Using the records below, locate all lines containing "Serialize" and return them.
######
use std::collections::BTreeMap;

use serde::{Deserialize, Serialize};
use tracing::debug;

use crate::error::{CircuitError, CircuitResult, RangeError};
use crate::gate::{GateKind, GatePlacement};
use crate::history::History;

#[derive(Clone, Copy, Debug, PartialEq, Eq, Serialize, Deserialize)]
pub struct GridDims {
    pub num_qubits: usize,
    pub num_steps: usize,
}

impl GridDims {
    pub fn new(num_qubits: usize, num_steps: usize) -> CircuitResult<Self> {
        if num_qubits == 0 || num_steps == 0 {
            return Err(RangeError::EmptyGrid {
                num_qubits,
                num_steps,
            }
            .into());
        }
        Ok(Self {
            num_qubits,
            num_steps,
        })
    }

    pub fn check_qubit(&self, qubit: usize) -> CircuitResult<()> {
        if qubit >= self.num_qubits {
            return Err(RangeError::QubitOutOfBounds {
                qubit,
                num_qubits: self.num_qubits,
            }
            .into());
        }
        Ok(())
    }

    pub fn check_step(&self, step: usize) -> CircuitResult<()> {
        if step >= self.num_steps {
            return Err(RangeError::StepOutOfBounds {
                step,
                num_steps: self.num_steps,
            }
            .into());
        }
        Ok(())
    }
}

/// Sparse placement set keyed by `(step, qubit)` of the anchor, so iteration
/// order is the canonical order.
#[derive(Clone, Debug, Default, PartialEq)]
pub struct CircuitGrid {
    gates: BTreeMap<(usize, usize), GatePlacement>,
}

impl CircuitGrid {
    pub fn new() -> Self {
        Self::default()
    }

    pub fn len(&self) -> usize {
        self.gates.len()
    }

    pub fn is_empty(&self) -> bool {
        self.gates.is_empty()
    }

    /// Placements in `(step, qubit)` order.
    pub fn placements(&self) -> impl Iterator<Item = &GatePlacement> {
        self.gates.values()
    }

    fn gates_at_step(&self, step: usize) -> impl Iterator<Item = &GatePlacement> {
        self.gates.range((step, 0)..=(step, usize::MAX)).map(|(_, g)| g)
    }

    /// The gate anchored at `(qubit, step)` or reserving it as a target.
    pub fn gate_at(&self, qubit: usize, step: usize) -> Option<&GatePlacement> {
        if let Some(g) = self.gates.get(&(step, qubit)) {
            return Some(g);
        }
        self.gates_at_step(step).find(|g| g.target_qubit() == Some(qubit))
    }

    pub fn anchored_at(&self, qubit: usize, step: usize) -> Option<&GatePlacement> {
        self.gates.get(&(step, qubit))
    }

    pub fn is_occupied(&self, qubit: usize, step: usize) -> bool {
        self.gate_at(qubit, step).is_some()
    }

    /// Inserts `gate` after checking bounds and occupancy. Leaves the grid
    /// untouched on error.
    pub fn place(&mut self, dims: GridDims, gate: GatePlacement) -> CircuitResult<()> {
        dims.check_qubit(gate.qubit())?;
        dims.check_step(gate.step())?;
        if let Some(t) = gate.target_qubit() {
            dims.check_qubit(t)?;
        }
        for q in gate.qubits() {
            if self.is_occupied(q, gate.step()) {
                return Err(CircuitError::OccupiedCell {
                    qubit: q,
                    step: gate.step(),
                });
            }
        }
        self.check_measure_order(&gate)?;
        self.gates.insert(gate.canonical_key(), gate);
        Ok(())
    }

    /// A measurement is the last thing on its wire, so the generated text
    /// (which lists measurements last) packs back into the same width.
    fn check_measure_order(&self, gate: &GatePlacement) -> CircuitResult<()> {
        for q in gate.qubits() {
            for other in self.placements().filter(|g| g.qubits().any(|oq| oq == q)) {
                let order = if other.kind() == GateKind::Measure && other.step() < gate.step() {
                    Some((other.step(), gate.step()))
                } else if gate.kind() == GateKind::Measure && other.step() > gate.step() {
                    Some((gate.step(), other.step()))
                } else {
                    None
                };
                if let Some((measured_at, step)) = order {
                    return Err(RangeError::AfterMeasure {
                        qubit: q,
                        step,
                        measured_at,
                    }
                    .into());
                }
            }
        }
        Ok(())
    }

    /// Removes the gate covering `(qubit, step)`, whether anchored or reserved.
    pub fn remove_at(&mut self, qubit: usize, step: usize) -> Option<GatePlacement> {
        let key = self.gate_at(qubit, step)?.canonical_key();
        self.gates.remove(&key)
    }

    pub fn cell_info(&self, qubit: usize, step: usize) -> CellInfo {
        let mut info = CellInfo::default();

        if let Some(gate) = self.gate_at(qubit, step) {
            info.is_control = gate.target_qubit().is_some() && gate.qubit() == qubit;
            info.is_target = gate.target_qubit() == Some(qubit);
            info.gate = Some(gate.clone());
        }

        // Vertical connections
        for g in self.gates_at_step(step) {
            let Some(t) = g.target_qubit() else {
                continue;
            };
            let (min_q, max_q) = (g.qubit().min(t), g.qubit().max(t));
            if qubit >= min_q && qubit <= max_q {
                if qubit > min_q {
                    info.vert_above = true;
                }
                if qubit < max_q {
                    info.vert_below = true;
                }
                if qubit > min_q && qubit < max_q && info.gate.is_none() {
                    info.pass_through = true;
                }
            }
        }

        info
    }
}

/// What the grid view needs to draw one cell.
#[derive(Clone, Debug, Default)]
pub struct CellInfo {
    pub gate: Option<GatePlacement>,
    pub is_control: bool,
    pub is_target: bool,
    pub vert_above: bool,
    pub vert_below: bool,
    pub pass_through: bool,
}

/// The authoritative circuit: fixed dimensions plus a history of grid
/// snapshots whose cursor is the current state.
#[derive(Clone, Debug)]
pub struct GridModel {
    dims: GridDims,
    history: History<CircuitGrid>,
}

impl GridModel {
    pub fn new(dims: GridDims) -> Self {
        Self {
            dims,
            history: History::new(CircuitGrid::new()),
        }
    }

    /// Builds a model whose baseline already holds `placements`, validated
    /// with the same rules as [`GridModel::replace_all`].
    pub fn from_placements<I>(dims: GridDims, placements: I, history_limit: Option<usize>) -> CircuitResult<Self>
    where
        I: IntoIterator<Item = GatePlacement>,
    {
        let mut grid = CircuitGrid::new();
        for gate in placements {
            grid.place(dims, gate)?;
        }
        let history = match history_limit {
            Some(limit) => History::with_limit(grid, limit),
            None => History::new(grid),
        };
        Ok(Self { dims, history })
    }

    pub fn dims(&self) -> GridDims {
        self.dims
    }

    pub fn grid(&self) -> &CircuitGrid {
        self.history.current()
    }

    pub fn gate_at(&self, qubit: usize, step: usize) -> Option<&GatePlacement> {
        self.grid().gate_at(qubit, step)
    }

    /// All placements in canonical `(step, qubit)` order.
    pub fn snapshot(&self) -> Vec<GatePlacement> {
        self.grid().placements().cloned().collect()
    }

    pub fn add_gate(
        &mut self,
        kind: GateKind,
        qubit: usize,
        step: usize,
        target_qubit: Option<usize>,
        parameter: Option<f64>,
    ) -> CircuitResult<GatePlacement> {
        let gate = GatePlacement::new(kind, qubit, step, target_qubit, parameter)?;
        let mut next = self.grid().clone();
        next.place(self.dims, gate.clone())?;
        debug!(%kind, qubit, step, ?target_qubit, "add gate");
        self.history.commit(next);
        Ok(gate)
    }

    /// Returns whether a gate was removed.
    pub fn remove_gate(&mut self, qubit: usize, step: usize) -> bool {
        let mut next = self.grid().clone();
        match next.remove_at(qubit, step) {
            Some(removed) => {
                debug!(kind = %removed.kind(), qubit, step, "remove gate");
                self.history.commit(next);
                true
            }
            None => false,
        }
    }

    /// Moves the gate anchored at the source cell. Either the whole move
    /// happens or nothing changes. A two-qubit gate keeps its target wire.
    pub fn move_gate(
        &mut self,
        from_qubit: usize,
        from_step: usize,
        to_qubit: usize,
        to_step: usize,
    ) -> CircuitResult<GatePlacement> {
        let mut next = self.grid().clone();
        let Some(original) = next.anchored_at(from_qubit, from_step).cloned() else {
            return Err(RangeError::NoGate {
                qubit: from_qubit,
                step: from_step,
            }
            .into());
        };
        if (from_qubit, from_step) == (to_qubit, to_step) {
            return Ok(original);
        }
        next.remove_at(from_qubit, from_step);
        let moved = original.at(to_qubit, to_step)?;
        next.place(self.dims, moved.clone())?;
        debug!(kind = %moved.kind(), from_qubit, from_step, to_qubit, to_step, "move gate");
        self.history.commit(next);
        Ok(moved)
    }

    /// Installs a whole new placement set as one history step, or nothing if
    /// any placement is invalid.
    pub fn replace_all<I>(&mut self, placements: I) -> CircuitResult<()>
    where
        I: IntoIterator<Item = GatePlacement>,
    {
        let mut next = CircuitGrid::new();
        for gate in placements {
            next.place(self.dims, gate)?;
        }
        debug!(gates = next.len(), "replace all placements");
        self.history.commit(next);
        Ok(())
    }

    pub fn undo(&mut self) -> bool {
        self.history.undo()
    }

    pub fn redo(&mut self) -> bool {
        self.history.redo()
    }

    pub fn can_undo(&self) -> bool {
        self.history.can_undo()
    }

    pub fn can_redo(&self) -> bool {
        self.history.can_redo()
    }

    pub fn history_depth(&self) -> usize {
        self.history.depth()
    }
}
######
RESPONSE FOR THIS EXERCISE>
use serde::{Deserialize, Serialize};
#[derive(Clone, Copy, Debug, PartialEq, Eq, Serialize, Deserialize)]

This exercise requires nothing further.